──────── Data shown ────────

#[cfg(test)]
mod tests {
    use super::*;
    use axum::body::{to_bytes, Body};
    use axum::http::Request;
    use tecdsa_core::auth::DeviceKey;
    use tower::ServiceExt;

    fn app() -> Router {
        let coordinator = Coordinator::new(CoordinatorConfig::default()).unwrap();
        router(Arc::new(AppState { coordinator }))
    }

    async fn call(app: Router, request: Request<Body>) -> (StatusCode, serde_json::Value) {
        let response = app.oneshot(request).await.unwrap();
        let status = response.status();
        let bytes = to_bytes(response.into_body(), usize::MAX).await.unwrap();
        let body = if bytes.is_empty() {
            serde_json::Value::Null
        } else {
            serde_json::from_slice(&bytes).unwrap()
        };
        (status, body)
    }

    fn post_json(uri: &str, body: serde_json::Value) -> Request<Body> {
        Request::builder()
            .method("POST")
            .uri(uri)
            .header("content-type", "application/json")
            .body(Body::from(body.to_string()))
            .unwrap()
    }

    #[tokio::test]
    async fn test_health() {
        let (status, body) = call(
            app(),
            Request::builder().uri("/health").body(Body::empty()).unwrap(),
        )
        .await;
        assert_eq!(status, StatusCode::OK);
        assert_eq!(body["status"], "ok");
    }

    #[tokio::test]
    async fn test_unknown_ceremony_is_404() {
        let uri = format!("/v1/ceremonies/{}", uuid::Uuid::new_v4());
        let (status, body) = call(app(), Request::builder().uri(uri).body(Body::empty()).unwrap()).await;
        assert_eq!(status, StatusCode::NOT_FOUND);
        assert_eq!(body["error"], "CeremonyNotFound");
    }

    #[tokio::test]
    async fn test_dkg_needs_enrolled_devices() {
        let (status, body) = call(app(), post_json("/v1/ceremonies", serde_json::json!({}))).await;
        assert_eq!(status, StatusCode::BAD_REQUEST);
        assert_eq!(body["error"], "NotInitialized");
    }

    #[tokio::test]
    async fn test_undersized_paillier_key_is_refused() {
        let key = DeviceKey::random();
        let request = serde_json::json!({
            "identity": {
                "participant_id": "device_1",
                "verifying_key": hex::encode(key.verifying_key()),
                "channel_key": hex::encode([5u8; 32]),
                "mta_key": { "n": "0b", "h1": "03", "h2": "05" }
            }
        });
        let (status, body) = call(app(), post_json("/v1/devices", request)).await;
        assert_eq!(status, StatusCode::BAD_REQUEST);
        assert_eq!(body["error"], "InvalidRequest");
    }

    #[tokio::test]
    async fn test_unenrolled_submission_is_403() {
        let share = DeltaShare {
            delta: tecdsa_core::types::scalar_reduce(&[1u8; 32]),
        };
        let session = uuid::Uuid::new_v4();
        let signed = DeviceKey::random()
            .sign("device_7", "submit_delta", &session.to_string(), share)
            .unwrap();
        let uri = format!("/v1/sessions/{}/deltas", session);
        let (status, body) = call(app(), post_json(&uri, serde_json::to_value(&signed).unwrap())).await;
        assert_eq!(status, StatusCode::FORBIDDEN);
        assert_eq!(body["error"], "UnauthorizedParticipant");
        assert_eq!(body["kind"], "authorization");
    }

    #[test]
    fn test_signing_request_hash() {
        let by_hash = StartSigningRequest {
            message_hash: Some(format!("0x{}", "ab".repeat(32))),
            message: None,
            digest: MessageDigest::default(),
            signers: None,
        };
        assert_eq!(by_hash.hash().unwrap(), [0xab; 32]);

        let by_message = StartSigningRequest {
            message_hash: None,
            message: Some("hello".into()),
            digest: MessageDigest::Sha256,
            signers: None,
        };
        assert_eq!(
            by_message.hash().unwrap(),
            MessageDigest::Sha256.digest(b"hello")
        );

        let short = StartSigningRequest {
            message_hash: Some("abcd".into()),
            message: None,
            digest: MessageDigest::default(),
            signers: None,
        };
        assert!(short.hash().is_err());
    }
}
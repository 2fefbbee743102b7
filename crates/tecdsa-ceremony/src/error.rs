//! Coordinator errors

use serde::{Deserialize, Serialize};
use tecdsa_core::{CeremonyId, ParticipantId, SessionId};
use thiserror::Error;

/// Result type alias for coordinator operations
pub type Result<T> = std::result::Result<T, CeremonyError>;

/// Submissions received versus required in the current round
#[derive(Debug, Clone, Copy, Default, PartialEq, Eq, Serialize, Deserialize)]
pub struct Progress {
    /// Accepted so far
    pub received: usize,
    /// Quorum
    pub required: usize,
}

impl std::fmt::Display for Progress {
    fn fmt(&self, f: &mut std::fmt::Formatter<'_>) -> std::fmt::Result {
        write!(f, "{}/{}", self.received, self.required)
    }
}

/// Broad class of a failure, deciding how callers react
#[derive(Debug, Clone, Copy, PartialEq, Eq, Serialize, Deserialize)]
#[serde(rename_all = "snake_case")]
pub enum ErrorKind {
    /// Cheating or broken arithmetic; the ceremony or session is aborted
    Protocol,
    /// Request rejected; nothing else changes
    Authorization,
    /// Round deadline passed; the round owner is aborted
    Resource,
    /// I/O trouble; safe to retry
    Transient,
    /// Malformed input, wrong phase or unknown id
    Request,
}

/// Errors returned by the coordinator
#[derive(Debug, Error)]
pub enum CeremonyError {
    /// Unknown device, non-member, or bad request signature
    #[error("Participant {participant} not authorized: {reason}")]
    UnauthorizedParticipant {
        participant: ParticipantId,
        reason: String,
        progress: Progress,
    },

    /// Submission after the round closed, timed out or was aborted
    #[error("Round closed: {0}")]
    RoundClosed(String),

    /// Prerequisite state missing (too few devices, DKG unfinished)
    #[error("Not initialized: {0}")]
    NotInitialized(String),

    /// The requested result does not exist yet
    #[error("Quorum not yet reached ({progress})")]
    QuorumNotYetReached { progress: Progress },

    /// Fatal protocol failure
    #[error("Internal protocol failure: {reason}")]
    InternalProtocolFailure { reason: String, progress: Progress },

    /// Resubmission that differs from the accepted one, or any resubmission under `reject`
    #[error("Conflicting resubmission from {0}")]
    ConflictingSubmission(String),

    /// Unknown ceremony
    #[error("Ceremony {0} not found")]
    CeremonyNotFound(CeremonyId),

    /// Unknown signing session
    #[error("Session {0} not found")]
    SessionNotFound(SessionId),

    /// Malformed request body
    #[error("Invalid request: {0}")]
    InvalidRequest(String),

    /// Invalid coordinator configuration
    #[error("Invalid configuration: {0}")]
    InvalidConfig(String),

    /// Storage or transport failure
    #[error("Transient failure: {0}")]
    Transient(String),
}

impl CeremonyError {
    /// Failure class
    pub fn kind(&self) -> ErrorKind {
        match self {
            CeremonyError::InternalProtocolFailure { .. } => ErrorKind::Protocol,
            CeremonyError::UnauthorizedParticipant { .. } => ErrorKind::Authorization,
            CeremonyError::RoundClosed(_) => ErrorKind::Resource,
            CeremonyError::Transient(_) => ErrorKind::Transient,
            _ => ErrorKind::Request,
        }
    }

    /// HTTP status code for the error
    pub fn status_code(&self) -> u16 {
        match self {
            CeremonyError::UnauthorizedParticipant { .. } => 403,
            CeremonyError::RoundClosed(_)
            | CeremonyError::NotInitialized(_)
            | CeremonyError::InvalidRequest(_)
            | CeremonyError::InvalidConfig(_) => 400,
            CeremonyError::QuorumNotYetReached { .. } => 202,
            CeremonyError::ConflictingSubmission(_) => 409,
            CeremonyError::CeremonyNotFound(_) | CeremonyError::SessionNotFound(_) => 404,
            CeremonyError::InternalProtocolFailure { .. } => 500,
            CeremonyError::Transient(_) => 503,
        }
    }

    /// Stable error code for clients
    pub fn code(&self) -> &'static str {
        match self {
            CeremonyError::UnauthorizedParticipant { .. } => "UnauthorizedParticipant",
            CeremonyError::RoundClosed(_) => "RoundClosed",
            CeremonyError::NotInitialized(_) => "NotInitialized",
            CeremonyError::QuorumNotYetReached { .. } => "QuorumNotYetReached",
            CeremonyError::InternalProtocolFailure { .. } => "InternalProtocolFailure",
            CeremonyError::ConflictingSubmission(_) => "ConflictingSubmission",
            CeremonyError::CeremonyNotFound(_) => "CeremonyNotFound",
            CeremonyError::SessionNotFound(_) => "SessionNotFound",
            CeremonyError::InvalidRequest(_) => "InvalidRequest",
            CeremonyError::InvalidConfig(_) => "InvalidConfig",
            CeremonyError::Transient(_) => "Transient",
        }
    }

    /// Round progress carried by protocol, authorization and waiting errors
    pub fn progress(&self) -> Option<Progress> {
        match self {
            CeremonyError::UnauthorizedParticipant { progress, .. }
            | CeremonyError::QuorumNotYetReached { progress }
            | CeremonyError::InternalProtocolFailure { progress, .. } => Some(*progress),
            _ => None,
        }
    }

    /// Map a core error raised while handling a round
    pub fn from_core(err: tecdsa_core::Error, participant: &str, progress: Progress) -> Self {
        match err {
            tecdsa_core::Error::Authorization(reason) => CeremonyError::UnauthorizedParticipant {
                participant: participant.to_string(),
                reason,
                progress,
            },
            tecdsa_core::Error::Storage(reason) => CeremonyError::Transient(reason),
            e if e.is_protocol_violation() => CeremonyError::InternalProtocolFailure {
                reason: e.to_string(),
                progress,
            },
            e => CeremonyError::InvalidRequest(e.to_string()),
        }
    }
}

impl From<tecdsa_core::Error> for CeremonyError {
    fn from(err: tecdsa_core::Error) -> Self {
        CeremonyError::from_core(err, "unknown", Progress::default())
    }
}

impl From<serde_json::Error> for CeremonyError {
    fn from(err: serde_json::Error) -> Self {
        CeremonyError::InvalidConfig(err.to_string())
    }
}

impl From<std::io::Error> for CeremonyError {
    fn from(err: std::io::Error) -> Self {
        CeremonyError::Transient(err.to_string())
    }
}

#[cfg(test)]
mod tests {
    use super::*;

    #[test]
    fn test_kinds_and_status_codes() {
        let progress = Progress {
            received: 2,
            required: 5,
        };
        let unauthorized = CeremonyError::UnauthorizedParticipant {
            participant: "device_9".into(),
            reason: "not enrolled".into(),
            progress,
        };
        assert_eq!(unauthorized.kind(), ErrorKind::Authorization);
        assert_eq!(unauthorized.status_code(), 403);
        assert_eq!(unauthorized.progress(), Some(progress));

        let waiting = CeremonyError::QuorumNotYetReached { progress };
        assert_eq!(waiting.status_code(), 202);
        assert_eq!(waiting.to_string(), "Quorum not yet reached (2/5)");

        let closed = CeremonyError::RoundClosed("timed out".into());
        assert_eq!(closed.kind(), ErrorKind::Resource);
        assert_eq!(closed.status_code(), 400);
    }

    #[test]
    fn test_core_errors_are_classified() {
        let err = CeremonyError::from_core(
            tecdsa_core::Error::RangeProofFailed {
                prover: "device_2".into(),
            },
            "device_2",
            Progress::default(),
        );
        assert_eq!(err.kind(), ErrorKind::Protocol);
        assert_eq!(err.code(), "InternalProtocolFailure");

        let err = CeremonyError::from_core(
            tecdsa_core::Error::Authorization("bad signature".into()),
            "device_2",
            Progress::default(),
        );
        assert_eq!(err.kind(), ErrorKind::Authorization);

        let err: CeremonyError = tecdsa_core::Error::InvalidShareIndex(0).into();
        assert_eq!(err.kind(), ErrorKind::Request);
    }
}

────────

● **Activity**:
The reply should be nothing but the number of lines in the entries that include "reason".

● **Response to the task**:
9